**Work to complete:** Can you quote the records below in full, word for word?

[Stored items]
==*==

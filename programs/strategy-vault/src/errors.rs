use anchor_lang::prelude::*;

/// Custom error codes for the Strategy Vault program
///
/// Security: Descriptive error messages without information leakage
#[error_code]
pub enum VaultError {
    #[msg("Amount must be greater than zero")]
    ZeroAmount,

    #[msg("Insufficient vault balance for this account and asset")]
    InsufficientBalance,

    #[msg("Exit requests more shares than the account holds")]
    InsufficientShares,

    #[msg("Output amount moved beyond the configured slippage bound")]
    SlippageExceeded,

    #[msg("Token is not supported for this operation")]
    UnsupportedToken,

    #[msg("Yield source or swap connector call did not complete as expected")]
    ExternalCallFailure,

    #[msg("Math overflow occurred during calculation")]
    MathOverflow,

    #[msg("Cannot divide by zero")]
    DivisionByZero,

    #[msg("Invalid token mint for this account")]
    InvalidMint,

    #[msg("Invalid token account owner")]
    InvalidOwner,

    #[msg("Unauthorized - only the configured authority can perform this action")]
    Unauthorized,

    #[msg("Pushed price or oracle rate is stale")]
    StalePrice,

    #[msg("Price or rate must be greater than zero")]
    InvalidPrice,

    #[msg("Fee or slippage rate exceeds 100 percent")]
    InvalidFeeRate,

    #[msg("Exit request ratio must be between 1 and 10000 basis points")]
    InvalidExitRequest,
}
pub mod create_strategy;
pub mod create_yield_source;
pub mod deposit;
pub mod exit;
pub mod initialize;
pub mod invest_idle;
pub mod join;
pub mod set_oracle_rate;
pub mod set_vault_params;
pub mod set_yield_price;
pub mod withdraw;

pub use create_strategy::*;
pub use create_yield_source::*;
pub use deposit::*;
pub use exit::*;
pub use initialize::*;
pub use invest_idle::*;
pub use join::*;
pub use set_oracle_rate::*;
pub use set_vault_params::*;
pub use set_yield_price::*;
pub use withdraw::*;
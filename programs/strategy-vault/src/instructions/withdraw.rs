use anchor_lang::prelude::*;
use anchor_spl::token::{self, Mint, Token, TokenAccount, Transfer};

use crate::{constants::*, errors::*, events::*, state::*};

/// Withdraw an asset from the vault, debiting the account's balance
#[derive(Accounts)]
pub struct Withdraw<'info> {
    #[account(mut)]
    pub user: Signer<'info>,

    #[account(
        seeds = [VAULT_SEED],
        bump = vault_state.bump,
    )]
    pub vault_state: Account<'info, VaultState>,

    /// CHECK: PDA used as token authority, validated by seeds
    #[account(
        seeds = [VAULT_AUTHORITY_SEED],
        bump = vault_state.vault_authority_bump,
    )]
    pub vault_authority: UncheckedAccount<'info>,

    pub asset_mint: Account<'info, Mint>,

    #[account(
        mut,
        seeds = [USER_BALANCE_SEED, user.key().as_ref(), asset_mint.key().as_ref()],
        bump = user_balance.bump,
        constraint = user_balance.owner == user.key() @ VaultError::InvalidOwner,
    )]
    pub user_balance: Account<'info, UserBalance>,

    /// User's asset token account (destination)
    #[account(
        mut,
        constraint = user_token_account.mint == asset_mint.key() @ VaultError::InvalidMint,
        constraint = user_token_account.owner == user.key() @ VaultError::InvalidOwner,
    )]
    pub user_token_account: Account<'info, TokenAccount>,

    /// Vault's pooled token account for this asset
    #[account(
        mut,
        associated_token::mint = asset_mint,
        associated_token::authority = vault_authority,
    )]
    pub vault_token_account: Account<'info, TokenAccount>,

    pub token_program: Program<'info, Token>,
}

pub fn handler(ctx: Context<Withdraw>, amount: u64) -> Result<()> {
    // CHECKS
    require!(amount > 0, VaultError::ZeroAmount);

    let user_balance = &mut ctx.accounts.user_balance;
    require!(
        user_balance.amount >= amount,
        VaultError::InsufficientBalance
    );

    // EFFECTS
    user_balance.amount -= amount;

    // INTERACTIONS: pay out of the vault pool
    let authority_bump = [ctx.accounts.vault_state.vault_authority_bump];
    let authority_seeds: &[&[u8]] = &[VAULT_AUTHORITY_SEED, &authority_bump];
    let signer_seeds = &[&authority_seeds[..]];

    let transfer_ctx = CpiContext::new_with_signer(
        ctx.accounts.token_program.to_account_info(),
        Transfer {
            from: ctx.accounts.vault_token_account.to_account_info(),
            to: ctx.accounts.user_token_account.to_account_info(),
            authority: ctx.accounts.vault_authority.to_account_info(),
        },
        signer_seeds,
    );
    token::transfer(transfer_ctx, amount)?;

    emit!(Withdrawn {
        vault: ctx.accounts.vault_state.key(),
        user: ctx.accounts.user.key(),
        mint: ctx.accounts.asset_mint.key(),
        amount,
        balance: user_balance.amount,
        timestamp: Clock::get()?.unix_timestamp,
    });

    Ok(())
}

==*==

**Solution:**
filename programs/strategy-vault/src/errors.rs
use anchor_lang::prelude::*;

/// Custom error codes for the Strategy Vault program
///
/// Security: Descriptive error messages without information leakage
#[error_code]
pub enum VaultError {
    #[msg("Amount must be greater than zero")]
    ZeroAmount,

    #[msg("Insufficient vault balance for this account and asset")]
    InsufficientBalance,

    #[msg("Exit requests more shares than the account holds")]
    InsufficientShares,

    #[msg("Output amount moved beyond the configured slippage bound")]
    SlippageExceeded,

    #[msg("Token is not supported for this operation")]
    UnsupportedToken,

    #[msg("Yield source or swap connector call did not complete as expected")]
    ExternalCallFailure,

    #[msg("Math overflow occurred during calculation")]
    MathOverflow,

    #[msg("Cannot divide by zero")]
    DivisionByZero,

    #[msg("Invalid token mint for this account")]
    InvalidMint,

    #[msg("Invalid token account owner")]
    InvalidOwner,

    #[msg("Unauthorized - only the configured authority can perform this action")]
    Unauthorized,

    #[msg("Pushed price or oracle rate is stale")]
    StalePrice,

    #[msg("Price or rate must be greater than zero")]
    InvalidPrice,

    #[msg("Fee or slippage rate exceeds 100 percent")]
    InvalidFeeRate,

    #[msg("Exit request ratio must be between 1 and 10000 basis points")]
    InvalidExitRequest,
}
pub mod create_strategy;
pub mod create_yield_source;
pub mod deposit;
pub mod exit;
pub mod initialize;
pub mod invest_idle;
pub mod join;
pub mod set_oracle_rate;
pub mod set_vault_params;
pub mod set_yield_price;
pub mod withdraw;

pub use create_strategy::*;
pub use create_yield_source::*;
pub use deposit::*;
pub use exit::*;
pub use initialize::*;
pub use invest_idle::*;
pub use join::*;
pub use set_oracle_rate::*;
pub use set_vault_params::*;
pub use set_yield_price::*;
pub use withdraw::*;
filename programs/strategy-vault/src/instructions/withdraw.rs
use anchor_lang::prelude::*;
use anchor_spl::token::{self, Mint, Token, TokenAccount, Transfer};

use crate::{constants::*, errors::*, events::*, state::*};

/// Withdraw an asset from the vault, debiting the account's balance
#[derive(Accounts)]
pub struct Withdraw<'info> {
    #[account(mut)]
    pub user: Signer<'info>,

    #[account(
        seeds = [VAULT_SEED],
        bump = vault_state.bump,
    )]
    pub vault_state: Account<'info, VaultState>,

    /// CHECK: PDA used as token authority, validated by seeds
    #[account(
        seeds = [VAULT_AUTHORITY_SEED],
        bump = vault_state.vault_authority_bump,
    )]
    pub vault_authority: UncheckedAccount<'info>,

    pub asset_mint: Account<'info, Mint>,

    #[account(
        mut,
        seeds = [USER_BALANCE_SEED, user.key().as_ref(), asset_mint.key().as_ref()],
        bump = user_balance.bump,
        constraint = user_balance.owner == user.key() @ VaultError::InvalidOwner,
    )]
    pub user_balance: Account<'info, UserBalance>,

    /// User's asset token account (destination)
    #[account(
        mut,
        constraint = user_token_account.mint == asset_mint.key() @ VaultError::InvalidMint,
        constraint = user_token_account.owner == user.key() @ VaultError::InvalidOwner,
    )]
    pub user_token_account: Account<'info, TokenAccount>,

    /// Vault's pooled token account for this asset
    #[account(
        mut,
        associated_token::mint = asset_mint,
        associated_token::authority = vault_authority,
    )]
    pub vault_token_account: Account<'info, TokenAccount>,

    pub token_program: Program<'info, Token>,
}

pub fn handler(ctx: Context<Withdraw>, amount: u64) -> Result<()> {
    // CHECKS
    require!(amount > 0, VaultError::ZeroAmount);

    let user_balance = &mut ctx.accounts.user_balance;
    require!(
        user_balance.amount >= amount,
        VaultError::InsufficientBalance
    );

    // EFFECTS
    user_balance.amount -= amount;

    // INTERACTIONS: pay out of the vault pool
    let authority_bump = [ctx.accounts.vault_state.vault_authority_bump];
    let authority_seeds: &[&[u8]] = &[VAULT_AUTHORITY_SEED, &authority_bump];
    let signer_seeds = &[&authority_seeds[..]];

    let transfer_ctx = CpiContext::new_with_signer(
        ctx.accounts.token_program.to_account_info(),
        Transfer {
            from: ctx.accounts.vault_token_account.to_account_info(),
            to: ctx.accounts.user_token_account.to_account_info(),
            authority: ctx.accounts.vault_authority.to_account_info(),
        },
        signer_seeds,
    );
    token::transfer(transfer_ctx, amount)?;

    emit!(Withdrawn {
        vault: ctx.accounts.vault_state.key(),
        user: ctx.accounts.user.key(),
        mint: ctx.accounts.asset_mint.key(),
        amount,
        balance: user_balance.amount,
        timestamp: Clock::get()?.unix_timestamp,
    });

    Ok(())
}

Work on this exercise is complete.